-- TASK MATERIAL follows --

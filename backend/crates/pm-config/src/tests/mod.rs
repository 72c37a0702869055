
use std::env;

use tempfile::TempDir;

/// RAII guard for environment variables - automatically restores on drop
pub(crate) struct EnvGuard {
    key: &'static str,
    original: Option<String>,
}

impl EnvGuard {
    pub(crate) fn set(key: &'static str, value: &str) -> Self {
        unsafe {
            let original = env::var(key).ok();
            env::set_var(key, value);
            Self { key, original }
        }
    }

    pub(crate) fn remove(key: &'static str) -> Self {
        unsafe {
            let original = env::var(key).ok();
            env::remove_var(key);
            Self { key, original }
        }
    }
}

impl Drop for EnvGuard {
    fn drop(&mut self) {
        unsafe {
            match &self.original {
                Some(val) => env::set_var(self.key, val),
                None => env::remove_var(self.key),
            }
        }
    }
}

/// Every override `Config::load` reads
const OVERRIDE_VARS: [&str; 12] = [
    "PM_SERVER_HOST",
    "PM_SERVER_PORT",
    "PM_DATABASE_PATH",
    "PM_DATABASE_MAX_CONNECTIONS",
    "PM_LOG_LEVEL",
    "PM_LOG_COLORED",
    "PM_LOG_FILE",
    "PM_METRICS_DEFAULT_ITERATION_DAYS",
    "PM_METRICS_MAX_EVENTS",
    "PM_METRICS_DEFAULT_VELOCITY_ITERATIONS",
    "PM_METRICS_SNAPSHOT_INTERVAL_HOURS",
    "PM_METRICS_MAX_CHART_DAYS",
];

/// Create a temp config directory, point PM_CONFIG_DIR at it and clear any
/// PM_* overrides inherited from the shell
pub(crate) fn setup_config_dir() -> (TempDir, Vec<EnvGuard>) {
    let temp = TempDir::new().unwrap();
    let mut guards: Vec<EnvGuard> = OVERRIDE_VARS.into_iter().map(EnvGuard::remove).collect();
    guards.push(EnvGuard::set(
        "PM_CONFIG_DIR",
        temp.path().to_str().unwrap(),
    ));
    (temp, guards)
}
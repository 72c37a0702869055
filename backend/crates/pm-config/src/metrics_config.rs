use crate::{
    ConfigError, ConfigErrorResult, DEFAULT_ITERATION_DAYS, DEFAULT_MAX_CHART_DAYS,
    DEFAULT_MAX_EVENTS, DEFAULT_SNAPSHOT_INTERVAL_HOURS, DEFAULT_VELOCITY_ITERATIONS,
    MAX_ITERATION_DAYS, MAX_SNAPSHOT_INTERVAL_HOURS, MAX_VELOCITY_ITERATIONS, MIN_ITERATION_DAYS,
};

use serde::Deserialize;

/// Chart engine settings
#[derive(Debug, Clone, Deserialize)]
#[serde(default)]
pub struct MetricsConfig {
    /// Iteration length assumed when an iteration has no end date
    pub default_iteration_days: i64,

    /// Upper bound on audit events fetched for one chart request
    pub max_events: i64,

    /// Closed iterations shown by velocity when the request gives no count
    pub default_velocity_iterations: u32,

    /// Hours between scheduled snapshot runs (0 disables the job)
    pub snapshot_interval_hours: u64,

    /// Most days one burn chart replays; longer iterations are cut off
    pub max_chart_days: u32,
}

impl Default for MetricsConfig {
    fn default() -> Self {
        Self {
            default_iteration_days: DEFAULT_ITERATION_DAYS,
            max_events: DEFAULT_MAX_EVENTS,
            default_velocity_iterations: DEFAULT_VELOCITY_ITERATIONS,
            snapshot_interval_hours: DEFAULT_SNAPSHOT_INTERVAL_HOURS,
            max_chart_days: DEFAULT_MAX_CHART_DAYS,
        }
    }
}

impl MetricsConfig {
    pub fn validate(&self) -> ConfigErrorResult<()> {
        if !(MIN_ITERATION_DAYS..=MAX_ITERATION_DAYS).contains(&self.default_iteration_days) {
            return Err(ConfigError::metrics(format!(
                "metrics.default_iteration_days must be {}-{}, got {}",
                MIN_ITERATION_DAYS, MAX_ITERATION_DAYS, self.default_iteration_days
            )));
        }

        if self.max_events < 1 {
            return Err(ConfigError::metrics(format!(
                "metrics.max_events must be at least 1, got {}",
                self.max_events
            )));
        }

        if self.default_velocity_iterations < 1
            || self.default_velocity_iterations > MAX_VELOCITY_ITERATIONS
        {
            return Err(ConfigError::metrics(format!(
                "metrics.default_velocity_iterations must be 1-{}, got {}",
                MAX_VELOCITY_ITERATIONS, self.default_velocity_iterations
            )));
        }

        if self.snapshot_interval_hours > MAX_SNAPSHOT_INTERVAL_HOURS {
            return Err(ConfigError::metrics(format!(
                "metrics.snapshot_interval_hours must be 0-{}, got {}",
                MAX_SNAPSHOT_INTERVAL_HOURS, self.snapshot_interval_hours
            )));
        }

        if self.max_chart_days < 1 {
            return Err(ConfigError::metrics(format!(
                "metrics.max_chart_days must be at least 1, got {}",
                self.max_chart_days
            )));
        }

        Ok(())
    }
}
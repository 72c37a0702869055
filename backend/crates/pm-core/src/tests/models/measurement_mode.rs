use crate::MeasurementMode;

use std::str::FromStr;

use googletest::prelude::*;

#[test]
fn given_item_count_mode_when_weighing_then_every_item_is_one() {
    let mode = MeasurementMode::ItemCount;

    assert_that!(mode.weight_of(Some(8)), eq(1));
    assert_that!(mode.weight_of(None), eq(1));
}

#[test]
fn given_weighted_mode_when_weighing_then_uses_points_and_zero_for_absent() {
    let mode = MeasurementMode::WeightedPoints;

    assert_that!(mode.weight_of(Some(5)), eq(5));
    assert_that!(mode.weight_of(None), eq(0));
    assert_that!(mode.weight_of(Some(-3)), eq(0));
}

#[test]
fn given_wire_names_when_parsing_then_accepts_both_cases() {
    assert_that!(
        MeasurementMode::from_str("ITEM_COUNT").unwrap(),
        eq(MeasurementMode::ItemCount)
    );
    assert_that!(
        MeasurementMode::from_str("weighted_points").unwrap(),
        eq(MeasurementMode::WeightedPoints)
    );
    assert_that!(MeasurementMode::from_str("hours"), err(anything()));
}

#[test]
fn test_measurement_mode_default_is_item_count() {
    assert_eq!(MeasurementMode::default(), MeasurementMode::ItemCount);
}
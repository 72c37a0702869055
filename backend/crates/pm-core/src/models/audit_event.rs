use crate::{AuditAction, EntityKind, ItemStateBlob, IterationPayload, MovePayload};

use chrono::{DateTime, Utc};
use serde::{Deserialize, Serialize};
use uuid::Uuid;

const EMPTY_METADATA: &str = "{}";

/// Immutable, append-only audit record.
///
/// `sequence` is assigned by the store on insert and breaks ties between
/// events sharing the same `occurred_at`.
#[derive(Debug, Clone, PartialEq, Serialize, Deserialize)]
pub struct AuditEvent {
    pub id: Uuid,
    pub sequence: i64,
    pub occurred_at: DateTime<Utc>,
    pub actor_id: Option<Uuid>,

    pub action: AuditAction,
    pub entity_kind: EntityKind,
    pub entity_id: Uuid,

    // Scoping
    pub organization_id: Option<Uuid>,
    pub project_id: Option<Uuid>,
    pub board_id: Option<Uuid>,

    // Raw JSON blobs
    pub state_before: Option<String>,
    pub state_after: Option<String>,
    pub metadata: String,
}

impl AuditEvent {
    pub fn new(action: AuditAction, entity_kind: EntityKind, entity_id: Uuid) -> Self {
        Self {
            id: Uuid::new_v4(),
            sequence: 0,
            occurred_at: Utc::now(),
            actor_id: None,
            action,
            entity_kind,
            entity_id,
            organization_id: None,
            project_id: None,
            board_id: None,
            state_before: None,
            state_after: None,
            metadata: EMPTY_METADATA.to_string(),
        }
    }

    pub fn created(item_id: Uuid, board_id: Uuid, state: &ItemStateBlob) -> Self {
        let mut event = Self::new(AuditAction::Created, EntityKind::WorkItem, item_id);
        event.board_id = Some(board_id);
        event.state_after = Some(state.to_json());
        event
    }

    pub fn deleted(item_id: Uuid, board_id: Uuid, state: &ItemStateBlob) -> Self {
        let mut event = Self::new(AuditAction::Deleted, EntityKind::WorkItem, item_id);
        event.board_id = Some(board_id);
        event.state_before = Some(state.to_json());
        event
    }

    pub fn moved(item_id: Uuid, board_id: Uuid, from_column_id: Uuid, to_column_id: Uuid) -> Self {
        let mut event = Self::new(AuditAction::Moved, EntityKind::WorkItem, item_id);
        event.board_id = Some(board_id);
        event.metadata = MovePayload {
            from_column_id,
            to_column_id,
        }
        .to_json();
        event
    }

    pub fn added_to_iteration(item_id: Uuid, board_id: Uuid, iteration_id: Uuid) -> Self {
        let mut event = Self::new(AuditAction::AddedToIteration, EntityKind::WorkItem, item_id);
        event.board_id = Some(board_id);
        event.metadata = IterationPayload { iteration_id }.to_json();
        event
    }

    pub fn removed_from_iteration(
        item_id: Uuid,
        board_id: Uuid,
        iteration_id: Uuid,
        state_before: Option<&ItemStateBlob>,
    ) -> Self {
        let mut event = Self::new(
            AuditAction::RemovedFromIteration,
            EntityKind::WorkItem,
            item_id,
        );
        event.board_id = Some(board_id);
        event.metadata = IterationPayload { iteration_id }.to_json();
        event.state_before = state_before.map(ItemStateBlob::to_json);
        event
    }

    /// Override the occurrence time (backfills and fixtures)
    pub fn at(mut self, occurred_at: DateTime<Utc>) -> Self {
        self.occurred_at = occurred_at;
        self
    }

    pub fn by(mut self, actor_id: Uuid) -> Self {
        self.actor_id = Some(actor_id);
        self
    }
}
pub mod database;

-- TASK MATERIAL concluded --
-- TASK MATERIAL follows --

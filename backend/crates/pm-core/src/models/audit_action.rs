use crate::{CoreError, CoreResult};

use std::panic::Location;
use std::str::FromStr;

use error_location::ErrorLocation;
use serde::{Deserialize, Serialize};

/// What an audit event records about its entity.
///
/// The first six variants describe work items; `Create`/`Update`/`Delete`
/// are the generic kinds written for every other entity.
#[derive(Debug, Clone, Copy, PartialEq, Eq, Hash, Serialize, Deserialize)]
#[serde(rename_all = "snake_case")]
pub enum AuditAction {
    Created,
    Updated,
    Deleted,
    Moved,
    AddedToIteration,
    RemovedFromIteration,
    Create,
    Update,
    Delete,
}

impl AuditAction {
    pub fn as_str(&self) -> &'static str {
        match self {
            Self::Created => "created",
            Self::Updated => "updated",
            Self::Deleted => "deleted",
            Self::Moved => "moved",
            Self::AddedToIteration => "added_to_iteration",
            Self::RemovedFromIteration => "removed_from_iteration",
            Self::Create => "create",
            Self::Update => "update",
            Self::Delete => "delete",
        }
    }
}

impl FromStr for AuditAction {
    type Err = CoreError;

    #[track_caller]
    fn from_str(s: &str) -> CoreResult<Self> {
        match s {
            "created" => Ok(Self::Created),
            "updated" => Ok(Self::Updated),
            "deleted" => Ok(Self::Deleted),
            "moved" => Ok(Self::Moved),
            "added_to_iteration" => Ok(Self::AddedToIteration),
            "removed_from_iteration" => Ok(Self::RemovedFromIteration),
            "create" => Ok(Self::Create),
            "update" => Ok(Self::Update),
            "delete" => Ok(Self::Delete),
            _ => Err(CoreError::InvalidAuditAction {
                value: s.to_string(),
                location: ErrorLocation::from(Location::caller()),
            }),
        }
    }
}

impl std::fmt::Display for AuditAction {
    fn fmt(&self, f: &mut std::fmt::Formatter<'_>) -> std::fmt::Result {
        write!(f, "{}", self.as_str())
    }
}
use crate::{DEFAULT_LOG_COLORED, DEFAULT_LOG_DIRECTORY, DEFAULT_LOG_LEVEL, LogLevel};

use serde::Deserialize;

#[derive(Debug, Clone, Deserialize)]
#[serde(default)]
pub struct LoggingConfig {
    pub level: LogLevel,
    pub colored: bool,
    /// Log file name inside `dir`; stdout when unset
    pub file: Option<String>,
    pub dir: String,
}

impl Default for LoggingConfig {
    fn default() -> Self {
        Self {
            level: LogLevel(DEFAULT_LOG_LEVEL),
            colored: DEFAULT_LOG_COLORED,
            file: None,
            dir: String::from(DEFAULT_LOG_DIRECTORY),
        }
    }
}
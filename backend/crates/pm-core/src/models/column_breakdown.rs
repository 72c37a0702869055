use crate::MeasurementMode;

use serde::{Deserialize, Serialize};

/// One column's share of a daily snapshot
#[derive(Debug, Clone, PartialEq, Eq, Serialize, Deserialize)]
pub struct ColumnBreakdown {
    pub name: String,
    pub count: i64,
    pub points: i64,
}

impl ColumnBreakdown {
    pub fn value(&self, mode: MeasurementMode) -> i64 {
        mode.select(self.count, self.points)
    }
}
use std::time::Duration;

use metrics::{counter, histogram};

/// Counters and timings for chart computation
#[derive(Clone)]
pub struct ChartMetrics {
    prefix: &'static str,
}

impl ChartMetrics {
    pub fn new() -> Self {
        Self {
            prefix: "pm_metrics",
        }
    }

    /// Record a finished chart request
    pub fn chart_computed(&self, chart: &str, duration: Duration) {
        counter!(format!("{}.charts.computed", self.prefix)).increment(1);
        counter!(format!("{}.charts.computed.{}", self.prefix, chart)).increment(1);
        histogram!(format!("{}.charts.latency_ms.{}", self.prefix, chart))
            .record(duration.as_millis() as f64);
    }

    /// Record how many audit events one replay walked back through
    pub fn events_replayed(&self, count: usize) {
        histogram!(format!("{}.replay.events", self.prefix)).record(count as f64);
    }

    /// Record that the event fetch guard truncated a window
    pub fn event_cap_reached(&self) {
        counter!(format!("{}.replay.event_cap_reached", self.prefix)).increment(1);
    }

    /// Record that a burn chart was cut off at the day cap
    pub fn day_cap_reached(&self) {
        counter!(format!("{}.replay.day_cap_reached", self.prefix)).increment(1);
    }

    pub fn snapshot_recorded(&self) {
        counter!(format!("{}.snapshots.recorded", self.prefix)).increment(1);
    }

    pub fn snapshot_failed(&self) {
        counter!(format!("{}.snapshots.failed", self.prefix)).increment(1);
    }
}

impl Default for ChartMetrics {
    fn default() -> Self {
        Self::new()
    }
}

-- TASK MATERIAL concluded --
-- TASK MATERIAL follows --

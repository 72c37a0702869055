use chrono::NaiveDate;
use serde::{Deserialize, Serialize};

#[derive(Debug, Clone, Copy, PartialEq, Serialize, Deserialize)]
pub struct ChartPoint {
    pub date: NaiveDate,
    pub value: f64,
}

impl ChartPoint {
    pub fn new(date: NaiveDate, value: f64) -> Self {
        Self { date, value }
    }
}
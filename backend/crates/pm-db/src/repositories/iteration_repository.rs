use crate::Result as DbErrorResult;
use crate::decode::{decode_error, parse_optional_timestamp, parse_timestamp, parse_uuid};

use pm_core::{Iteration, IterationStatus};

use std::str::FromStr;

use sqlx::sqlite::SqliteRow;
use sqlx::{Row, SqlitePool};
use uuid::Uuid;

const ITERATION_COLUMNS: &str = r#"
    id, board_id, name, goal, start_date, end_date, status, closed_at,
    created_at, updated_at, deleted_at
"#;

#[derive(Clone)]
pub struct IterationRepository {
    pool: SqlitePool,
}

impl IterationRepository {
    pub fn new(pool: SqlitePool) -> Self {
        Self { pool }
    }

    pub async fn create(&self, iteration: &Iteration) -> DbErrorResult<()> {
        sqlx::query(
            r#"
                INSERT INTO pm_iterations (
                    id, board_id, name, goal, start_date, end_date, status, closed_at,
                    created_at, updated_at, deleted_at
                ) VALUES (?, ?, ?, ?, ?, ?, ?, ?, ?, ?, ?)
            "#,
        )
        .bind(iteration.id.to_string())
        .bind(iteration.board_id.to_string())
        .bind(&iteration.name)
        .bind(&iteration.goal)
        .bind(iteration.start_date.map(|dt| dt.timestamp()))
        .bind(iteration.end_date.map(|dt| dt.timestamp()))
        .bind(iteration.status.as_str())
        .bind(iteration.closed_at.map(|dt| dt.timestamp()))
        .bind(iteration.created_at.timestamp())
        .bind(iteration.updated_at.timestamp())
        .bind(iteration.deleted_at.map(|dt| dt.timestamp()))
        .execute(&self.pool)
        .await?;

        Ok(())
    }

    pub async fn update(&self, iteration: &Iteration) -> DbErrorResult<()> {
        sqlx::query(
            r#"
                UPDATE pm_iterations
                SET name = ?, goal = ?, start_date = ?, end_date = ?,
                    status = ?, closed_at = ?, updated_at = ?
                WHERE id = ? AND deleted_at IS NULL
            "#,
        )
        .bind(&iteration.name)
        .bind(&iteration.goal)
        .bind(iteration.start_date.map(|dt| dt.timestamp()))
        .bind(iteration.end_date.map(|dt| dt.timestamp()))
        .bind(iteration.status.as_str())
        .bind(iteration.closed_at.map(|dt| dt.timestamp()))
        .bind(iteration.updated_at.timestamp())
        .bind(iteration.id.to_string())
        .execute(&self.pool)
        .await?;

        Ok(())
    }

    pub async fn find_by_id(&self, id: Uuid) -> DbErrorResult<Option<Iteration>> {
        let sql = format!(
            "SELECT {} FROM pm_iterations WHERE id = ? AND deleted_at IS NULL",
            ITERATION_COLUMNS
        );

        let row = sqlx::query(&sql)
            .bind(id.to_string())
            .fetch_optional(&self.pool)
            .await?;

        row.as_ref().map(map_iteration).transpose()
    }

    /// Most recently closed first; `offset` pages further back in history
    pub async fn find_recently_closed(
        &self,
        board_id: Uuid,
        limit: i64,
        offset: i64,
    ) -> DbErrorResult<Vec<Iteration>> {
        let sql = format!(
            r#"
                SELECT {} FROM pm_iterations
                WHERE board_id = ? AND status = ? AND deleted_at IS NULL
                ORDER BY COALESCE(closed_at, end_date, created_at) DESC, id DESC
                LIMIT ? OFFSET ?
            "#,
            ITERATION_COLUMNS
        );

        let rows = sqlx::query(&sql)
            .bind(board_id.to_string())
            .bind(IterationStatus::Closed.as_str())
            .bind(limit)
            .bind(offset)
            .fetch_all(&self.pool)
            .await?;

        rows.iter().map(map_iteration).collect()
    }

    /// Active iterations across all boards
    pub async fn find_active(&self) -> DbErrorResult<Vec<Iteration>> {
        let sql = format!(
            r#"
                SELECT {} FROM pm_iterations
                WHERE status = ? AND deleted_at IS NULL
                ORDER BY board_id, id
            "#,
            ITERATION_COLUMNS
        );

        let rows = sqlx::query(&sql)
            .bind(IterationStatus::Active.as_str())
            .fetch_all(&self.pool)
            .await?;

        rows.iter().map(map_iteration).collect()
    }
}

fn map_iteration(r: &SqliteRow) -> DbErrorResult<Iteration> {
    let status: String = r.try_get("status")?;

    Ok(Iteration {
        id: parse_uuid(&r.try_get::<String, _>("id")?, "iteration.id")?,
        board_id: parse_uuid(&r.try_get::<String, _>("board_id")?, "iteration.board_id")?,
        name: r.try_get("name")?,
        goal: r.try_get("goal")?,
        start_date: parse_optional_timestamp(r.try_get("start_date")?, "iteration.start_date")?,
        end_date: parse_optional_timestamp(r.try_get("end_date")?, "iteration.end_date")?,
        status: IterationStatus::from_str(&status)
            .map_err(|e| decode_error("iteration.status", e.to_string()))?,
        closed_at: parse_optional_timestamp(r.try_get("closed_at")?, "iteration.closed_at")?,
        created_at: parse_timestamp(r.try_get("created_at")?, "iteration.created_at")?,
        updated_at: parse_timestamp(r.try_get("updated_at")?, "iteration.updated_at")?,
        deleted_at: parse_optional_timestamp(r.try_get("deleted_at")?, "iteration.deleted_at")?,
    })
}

-- TASK MATERIAL concluded --

Look for "LoggingConfig" in each line of the material, then copy the lines where it is found.

**FINAL ANSWER**:
pub struct LoggingConfig {
impl Default for LoggingConfig {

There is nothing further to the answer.